TASK BRIEF =>
State only how many lines below include the string "tokio".

▼▼▼

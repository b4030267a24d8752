//! Interactive deletion session
//!
//! Raises a delete request on the guard's bus and reacts to what comes back:
//! instance warnings are put to the operator and re-submitted with the
//! matching override, associated namespaces are listed, and a passing run
//! is confirmed before the delete is sent.

use std::sync::Arc;

use anyhow::{Context, bail};
use nsguard_common::error::{
    ACCESS_DENIED, BRANCH_INSTANCE_BLOCKING, DELETE_IN_FLIGHT, DELETION_REQUEST_FAILED,
    MASTER_INSTANCE_BLOCKING, NAMESPACE_NOT_PUBLIC, PUBLIC_NAMESPACE_ASSOCIATED,
};
use nsguard_common::{Env, GuardError};
use nsguard_core::{
    AbortContext, AbortReason, DeletionGuard, GuardEvent, Namespace, NamespaceLoader,
    PipelineOutcome, SkipChecks,
};
use tokio::sync::broadcast::error::RecvError;
use tokio::sync::mpsc;
use tracing::{info, warn};

use crate::terminal::DialogSignal;

/// Operator interaction used by the session
#[async_trait::async_trait]
pub trait Prompt: Send + Sync {
    /// Ask a yes/no question
    ///
    /// Must not block the runtime: the session is raced against shutdown
    /// signals while a question is open.
    async fn confirm(&self, question: &str) -> bool;

    fn show(&self, text: &str);
}

/// How a session ended
#[derive(Debug, Clone, PartialEq, Eq)]
pub enum SessionOutcome {
    Deleted,
    /// The operator said no at the confirmation dialog
    Declined,
    /// The guard refused; carries the matching rejection error
    Refused(GuardError),
}

impl SessionOutcome {
    pub fn exit_status(&self) -> u8 {
        match self {
            SessionOutcome::Deleted => 0,
            SessionOutcome::Declined => 2,
            SessionOutcome::Refused(err) => exit_status(err),
        }
    }
}

/// Process exit status for a guard error, keyed by its error code
pub fn exit_status(err: &GuardError) -> u8 {
    match err.code().code {
        c if c == ACCESS_DENIED.code => 3,
        c if c == NAMESPACE_NOT_PUBLIC.code => 4,
        c if c == MASTER_INSTANCE_BLOCKING.code => 5,
        c if c == BRANCH_INSTANCE_BLOCKING.code => 6,
        c if c == PUBLIC_NAMESPACE_ASSOCIATED.code => 7,
        c if c == DELETION_REQUEST_FAILED.code => 8,
        c if c == DELETE_IN_FLIGHT.code => 9,
        _ => 1,
    }
}

pub struct DeleteSession {
    guard: Arc<DeletionGuard>,
    loader: Arc<dyn NamespaceLoader>,
    dialogs: mpsc::UnboundedReceiver<DialogSignal>,
    prompt: Arc<dyn Prompt>,
}

impl DeleteSession {
    pub fn new(
        guard: Arc<DeletionGuard>,
        loader: Arc<dyn NamespaceLoader>,
        dialogs: mpsc::UnboundedReceiver<DialogSignal>,
        prompt: Arc<dyn Prompt>,
    ) -> Self {
        Self {
            guard,
            loader,
            dialogs,
            prompt,
        }
    }

    /// Load the namespace from the portal and try to delete it
    pub async fn run(
        self,
        app_id: &str,
        env: Env,
        cluster_name: &str,
        namespace_name: &str,
    ) -> anyhow::Result<SessionOutcome> {
        let namespace = self
            .loader
            .load_namespace(app_id, env, cluster_name, namespace_name)
            .await
            .with_context(|| {
                format!(
                    "Failed to load namespace {} of app {} ({}, cluster {})",
                    namespace_name, app_id, env, cluster_name
                )
            })?;

        info!(
            namespace = %namespace.key(),
            public = namespace.is_public,
            linked = namespace.is_linked_namespace,
            instances = namespace.instances_count,
            "Loaded namespace"
        );
        self.submit(namespace).await
    }

    /// Try to delete an already loaded namespace
    ///
    /// The guard's request loop must be running.
    pub async fn submit(mut self, namespace: Namespace) -> anyhow::Result<SessionOutcome> {
        let key = namespace.key();
        let bus = self.guard.event_bus().clone();
        let mut events = bus.subscribe();
        bus.request_delete(namespace, None);

        loop {
            tokio::select! {
                signal = self.dialogs.recv() => match signal {
                    Some(DialogSignal::Confirm(namespace)) => {
                        let question = format!(
                            "Delete namespace {} of app {} ({}, cluster {})?",
                            namespace.namespace_name,
                            namespace.app_id,
                            namespace.env,
                            namespace.cluster_name
                        );
                        if !self.prompt.confirm(&question).await {
                            info!("Deletion declined by operator");
                            return Ok(SessionOutcome::Declined);
                        }
                        self.guard.confirm(&namespace.key()).await?;
                    }
                    Some(DialogSignal::Reloaded) => return Ok(SessionOutcome::Deleted),
                    None => bail!("Dialog channel closed"),
                },
                received = events.recv() => match received {
                    Ok(envelope) => match envelope.event {
                        GuardEvent::DeleteNamespaceFailed { namespace, reason, context }
                            if namespace.key() == key =>
                        {
                            match self.on_refused(&namespace, reason, &context).await {
                                Some(skip_checks) => {
                                    info!(reason = %reason, "Re-submitting with override");
                                    bus.request_delete(namespace, Some(skip_checks));
                                }
                                None => {
                                    let refusal = PipelineOutcome::abort(reason, context)
                                        .into_result(&key)
                                        .err()
                                        .unwrap_or_else(|| {
                                            GuardError::IllegalArgument(format!(
                                                "refusal without reason for '{}'",
                                                key
                                            ))
                                        });
                                    return Ok(SessionOutcome::Refused(refusal));
                                }
                            }
                        }
                        GuardEvent::PipelineErrored { namespace, message } if namespace.key() == key => {
                            bail!("Deletion checks failed: {}", message);
                        }
                        _ => {}
                    },
                    Err(RecvError::Lagged(skipped)) => {
                        warn!(skipped, "Session lagged behind the event bus");
                    }
                    Err(RecvError::Closed) => bail!("Event bus closed"),
                },
            }
        }
    }

    /// React to a refusal; returns the overrides to retry with, if any
    async fn on_refused(
        &self,
        namespace: &Namespace,
        reason: AbortReason,
        context: &AbortContext,
    ) -> Option<SkipChecks> {
        match (reason.skip_check(), context) {
            (Some(check), AbortContext::SkipChecks(skip_checks)) => {
                let warning = match reason {
                    AbortReason::BranchInstance => format!(
                        "{} instance(s) use the latest gray release of {}; they fall back to the main branch once it is deleted.",
                        namespace.branch_instances(),
                        namespace.namespace_name
                    ),
                    _ => format!(
                        "{} instance(s) still use {}; they lose its configuration once it is deleted.",
                        namespace.instances_count, namespace.namespace_name
                    ),
                };
                self.prompt.show(&warning);
                self.prompt
                    .confirm("Delete anyway?")
                    .await
                    .then(|| skip_checks.with(check))
            }
            (_, AbortContext::AssociatedNamespaces(associated)) => {
                self.prompt.show(&format!(
                    "{} is still associated by other apps; delete their namespaces first:",
                    namespace.namespace_name
                ));
                for ns in associated {
                    self.prompt.show(&format!(
                        "  app {} cluster {} namespace {}",
                        ns.app_id, ns.cluster_name, ns.namespace_name
                    ));
                }
                None
            }
            // The guard already told the operator
            _ => None,
        }
    }
}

▲▲▲

PROBLEM SOLUTION =>
3